The week consisted of special events, parades and fetes and rousing speeches. Quite remarkably and proudly, every district except one not only reached its target but exceeded it. Neyland went as far as to almost double its required amount of ￡15,000 and managed ￡26,000. The total raised was ￡641,000.
SERVICE HISTORIES of ROYAL NAVY WARSHIPS in WORLD WAR 2
by Lt Cdr Geoffrey B Mason RN (Rtd) (c) 2002
As a reward, and as promised, the county was allowed to adopt an existing warship. The ship in question was a destroyer by the name of HMS Nubian. Almost 2,000 tons, Nubian carried eight guns and four torpedo tubes and had a crew of 219. Built in 1936/7, Nubian achieved one of the most illustrious records of any ship during the war.
Starting in April 1940, Nubian took part in the Norwegian Campaign during which seven British destroyers and one aircraft carrier were lost. Nubian was part of the naval force that evacuated the British forces from Norway and on the return to Scapa Flow, full of troops, she was attacked repeatedly by German aircraft.

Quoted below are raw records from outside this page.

impl Parse for ParamMarker {
    fn parse(input: syn::parse::ParseStream) -> syn::Result<Self> {
        let ident: Ident = input.parse()?;
        match ident.to_string().as_str() {
            PARAM_IDENT => Ok(ParamMarker::Param),
            AGGREGATED_IDENT | REQ_IDENT => Ok(ParamMarker::Aggregated),
            _ => Err(syn::Error::new(ident.span(), "unknown attribute")),
        }
    }
}

pub(crate) fn tool_fn_item(attr: TokenStream, mut input_fn: ItemFn) -> syn::Result<TokenStream> {
    let mut tool_macro_attrs = ToolAttrs::default();
    let tool_metadata: ToolFnMetadata = parse_tool_metadata(attr)?;
    tool_macro_attrs.fn_metadata = tool_metadata;

    let (params, unextractable_args_indexes) = process_function_parameters(&mut input_fn)?;
    tool_macro_attrs.params = params;

    let tool_attr_fn = generate_tool_attr_function(&tool_macro_attrs, &input_fn);

    let tool_call_fn = generate_tool_call_function(
        &mut tool_macro_attrs,
        &input_fn,
        &unextractable_args_indexes,
    );

    Ok(quote! {
        #tool_attr_fn
        #tool_call_fn
        #input_fn
    })
}

fn parse_tool_metadata(attr: TokenStream) -> syn::Result<ToolFnMetadata> {
    syn::parse2(attr)
}

fn process_function_parameters(input_fn: &mut ItemFn) -> syn::Result<(ToolParams, HashSet<usize>)> {
    let mut params = ToolParams::default();
    let mut unextractable_args_indexes = HashSet::new();

    for (index, mut fn_arg) in input_fn.sig.inputs.iter_mut().enumerate() {
        enum Caught {
            Param(ToolFnParamAttrs),
            Aggregated(PatType),
        }
        let mut caught = None;
        match &mut fn_arg {
            FnArg::Receiver(_) => {
                continue;
            }
            FnArg::Typed(pat_type) => {
                let mut serde_metas = Vec::new();
                let mut schemars_metas = Vec::new();
                let mut arg_ident = match pat_type.pat.as_ref() {
                    syn::Pat::Ident(pat_ident) => Some(pat_ident.ident.clone()),
                    _ => None,
                };
                let raw_attrs: Vec<_> = pat_type.attrs.drain(..).collect();
                for attr in raw_attrs {
                    match &attr.meta {
                        syn::Meta::List(meta_list) => {
                            if meta_list.path.is_ident(TOOL_IDENT) {
                                let pat_type = pat_type.clone();
                                let marker = meta_list.parse_args::<ParamMarker>()?;
                                match marker {
                                    ParamMarker::Param => {
                                        let Some(arg_ident) = arg_ident.take() else {
                                            return Err(syn::Error::new(
                                                proc_macro2::Span::call_site(),
                                                "input param must have an ident as name",
                                            ));
                                        };
                                        caught.replace(Caught::Param(ToolFnParamAttrs {
                                            serde_meta: Vec::new(),
                                            schemars_meta: Vec::new(),
                                            ident: arg_ident,
                                            rust_type: pat_type.ty.clone(),
                                        }));
                                    }
                                    ParamMarker::Aggregated => {
                                        caught.replace(Caught::Aggregated(pat_type.clone()));
                                    }
                                }
                            } else if meta_list.path.is_ident(SERDE_IDENT) {
                                serde_metas.push(meta_list.clone());
                            } else if meta_list.path.is_ident(SCHEMARS_IDENT) {
                                schemars_metas.push(meta_list.clone());
                            } else {
                                pat_type.attrs.push(attr);
                            }
                        }
                        _ => {
                            pat_type.attrs.push(attr);
                        }
                    }
                }
                match caught {
                    Some(Caught::Param(mut param)) => {
                        param.serde_meta = serde_metas;
                        param.schemars_meta = schemars_metas;
                        match &mut params {
                            ToolParams::Params { attrs } => {
                                attrs.push(param);
                            }
                            _ => {
                                params = ToolParams::Params { attrs: vec![param] };
                            }
                        }
                        unextractable_args_indexes.insert(index);
                    }
                    Some(Caught::Aggregated(rust_type)) => {
                        if let ToolParams::Params { .. } = params {
                            return Err(syn::Error::new(
                                rust_type.span(),
                                "cannot mix aggregated and individual parameters",
                            ));
                        }
                        params = ToolParams::Aggregated { rust_type };
                        unextractable_args_indexes.insert(index);
                    }
                    None => {}
                }
            }
        }
    }

    Ok((params, unextractable_args_indexes))
}

fn generate_tool_attr_function(tool_macro_attrs: &ToolAttrs, input_fn: &ItemFn) -> TokenStream {
    let name = get_tool_name(&tool_macro_attrs.fn_metadata, &input_fn.sig.ident);
    let description = get_tool_description(&tool_macro_attrs.fn_metadata, &input_fn.attrs);
    let schema = generate_schema(&tool_macro_attrs.params, &input_fn.sig.ident);
    let annotations_code = get_tool_annotations(&tool_macro_attrs.fn_metadata);
    let tool_attr_fn_ident = Ident::new(
        &format!("{}_tool_attr", input_fn.sig.ident),
        proc_macro2::Span::call_site(),
    );

    let input_fn_attrs = &input_fn.attrs;
    let input_fn_vis = &input_fn.vis;

    quote! {
        #(#input_fn_attrs)*
        #input_fn_vis fn #tool_attr_fn_ident() -> rmcp::model::Tool {
            rmcp::model::Tool {
                name: #name.into(),
                description: Some(#description.into()),
                input_schema: #schema.into(),
                annotations: #annotations_code,
            }
        }
    }
}

fn get_tool_name(metadata: &ToolFnMetadata, fn_ident: &Ident) -> Expr {
    match &metadata.name {
        Some(name) => name.clone(),
        None => parse_quote! {
            stringify!(#fn_ident)
        },
    }
}

fn get_tool_description(metadata: &ToolFnMetadata, fn_attrs: &[syn::Attribute]) -> Expr {
    match &metadata.description {
        Some(expr) =>
        // Use explicitly provided description if available
        {
            expr.clone()
        }
        None => {
            // Try to extract documentation comments
            let doc_content = extract_documentation(fn_attrs);
            parse_quote! {
                    #doc_content.trim().to_string()
            }
        }
    }
}

fn extract_documentation(fn_attrs: &[syn::Attribute]) -> String {
    fn_attrs
        .iter()
        .filter_map(extract_doc_line)
        .collect::<Vec<_>>()
        .join("\n")
}

fn generate_schema(params: &ToolParams, fn_ident: &Ident) -> TokenStream {
    match params {
        ToolParams::Aggregated { rust_type } => {
            let ty = &rust_type.ty;
            let schema = quote! {
                rmcp::handler::server::tool::cached_schema_for_type::<#ty>()
            };
            schema
        }
        ToolParams::Params { attrs, .. } => {
            let (param_type, temp_param_type_name) =
                create_request_type(attrs, fn_ident.to_string());
            let schema = quote! {
                {
                    #param_type
                    rmcp::handler::server::tool::cached_schema_for_type::<#temp_param_type_name>()
                }
            };
            schema
        }
        ToolParams::NoParam => {
            quote! {
                rmcp::handler::server::tool::cached_schema_for_type::<rmcp::model::EmptyObject>()
            }
        }
    }
}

Immediately following that disaster, Nubian spent a year in the Mediterranean where a succession of successful naval battles against the Italians took place. Still in the Med, Nubian assisted in the evacuation of Crete following another disaster and was attacked by German Stuka dive-bombers.
A direct hit took off the entire rear of the ship with seven deaths and several wounded. Despite this, Nubian made it, under escort, to Alexandria and from there was sent (under tow) to Bombay where over the course of eighteen months she was returned to former shipshape condition.
In 1943 Nubian was back in action in the Mediterranean and was involved in the Allied landings in Sicily and mainland Italy.
Back in the UK for further repairs, Nubian next took a limited role in the Arctic convoys mainly pursuing U-boats (she was successful in her attack of at least one) or acting as escort for the convoys to Russia.
Finally she was sent to the Far East and was present during the closing actions against the Japanese.
Nubian was awarded 13 battle honours, a record only equalled by two other ships and exceeded by just one, the battleship Warspite, a ship of 36,000 tons.
As reports of Nubian’s exploits become public, dignitaries of the adoptive county wrote congratulatory messages from time to time to the captain and crew. Some of the replies are on record.
At the end of the war Nubian was stationed for a while at Portsmouth before being used initially as a target ship and finally being scrapped in 1949. Part of the information for this article has come from research by Rev. Andrew Huckett.